> **Exercise**: Extract every line below that contains the word "AgentContext".
::: Extracted entries :::
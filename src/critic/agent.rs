//! Task Critic
//!
//! Renders the judgment prompt (observation, task, context and optional
//! frames) and dispatches to the automated validator or a human reviewer.

use std::io::{BufRead, Write};
use tracing::{debug, error};

use super::manual::ManualReviewer;
use super::validator::{ResponseValidator, ValidatedResponse};
use crate::completion::Prompt;
use crate::config::CriticMode;
use crate::context::AgentContext;
use crate::frames::VisionContext;
use crate::prompts;

pub struct Critic {
    validator: ResponseValidator,
    vision: VisionContext,
    mode: CriticMode,
    max_retries: u32,
}

impl Critic {
    pub fn new(ctx: &AgentContext) -> Self {
        Self {
            validator: ResponseValidator::new(ctx.completion.clone()),
            vision: ctx.vision.clone(),
            mode: ctx.config.critic_mode,
            max_retries: ctx.config.critic_max_retries,
        }
    }

    /// Judgment prompt; `None` when the observation is unusable
    pub fn render_prompt(&self, task: &str, context: &str, observation: Option<&str>) -> Option<Prompt> {
        let observation = observation?;

        let mut text = String::new();
        text.push_str(observation);
        if !observation.is_empty() && !observation.ends_with("\n\n") {
            text.push_str("\n\n");
        }
        text.push_str(&format!("Task: {}\n\n", task));
        if context.is_empty() {
            text.push_str("Context: None\n\n");
        } else {
            text.push_str(&format!("Context: {}\n\n", context));
        }

        debug!("Critic human message:\n{}", text);

        Some(
            Prompt::new(prompts::CRITIC)
                .with_images(self.vision.image_parts())
                .with_text(text),
        )
    }

    /// Judge task success in the configured mode.
    ///
    /// Manual mode reads from the process terminal.
    pub async fn check_task_success(
        &self,
        task: &str,
        context: &str,
        observation: Option<&str>,
    ) -> ValidatedResponse {
        match self.mode {
            CriticMode::Manual => {
                let stdin = std::io::stdin();
                let mut reviewer = ManualReviewer::new(stdin.lock(), std::io::stdout());
                Self::judge_manually(&mut reviewer)
            }
            CriticMode::Auto => self.judge_automatically(task, context, observation).await,
        }
    }

    /// Validator loop over the rendered prompt
    pub async fn judge_automatically(
        &self,
        task: &str,
        context: &str,
        observation: Option<&str>,
    ) -> ValidatedResponse {
        match self.render_prompt(task, context, observation) {
            Some(prompt) => self.validator.invoke(&prompt, self.max_retries).await,
            None => ValidatedResponse::failed(),
        }
    }

    pub fn judge_manually<R: BufRead, W: Write>(
        reviewer: &mut ManualReviewer<R, W>,
    ) -> ValidatedResponse {
        reviewer.review().unwrap_or_else(|e| {
            error!("Manual review aborted: {}", e);
            ValidatedResponse::failed()
        })
    }
}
:::
> **Task result**:
use crate::context::AgentContext;
    pub fn new(ctx: &AgentContext) -> Self {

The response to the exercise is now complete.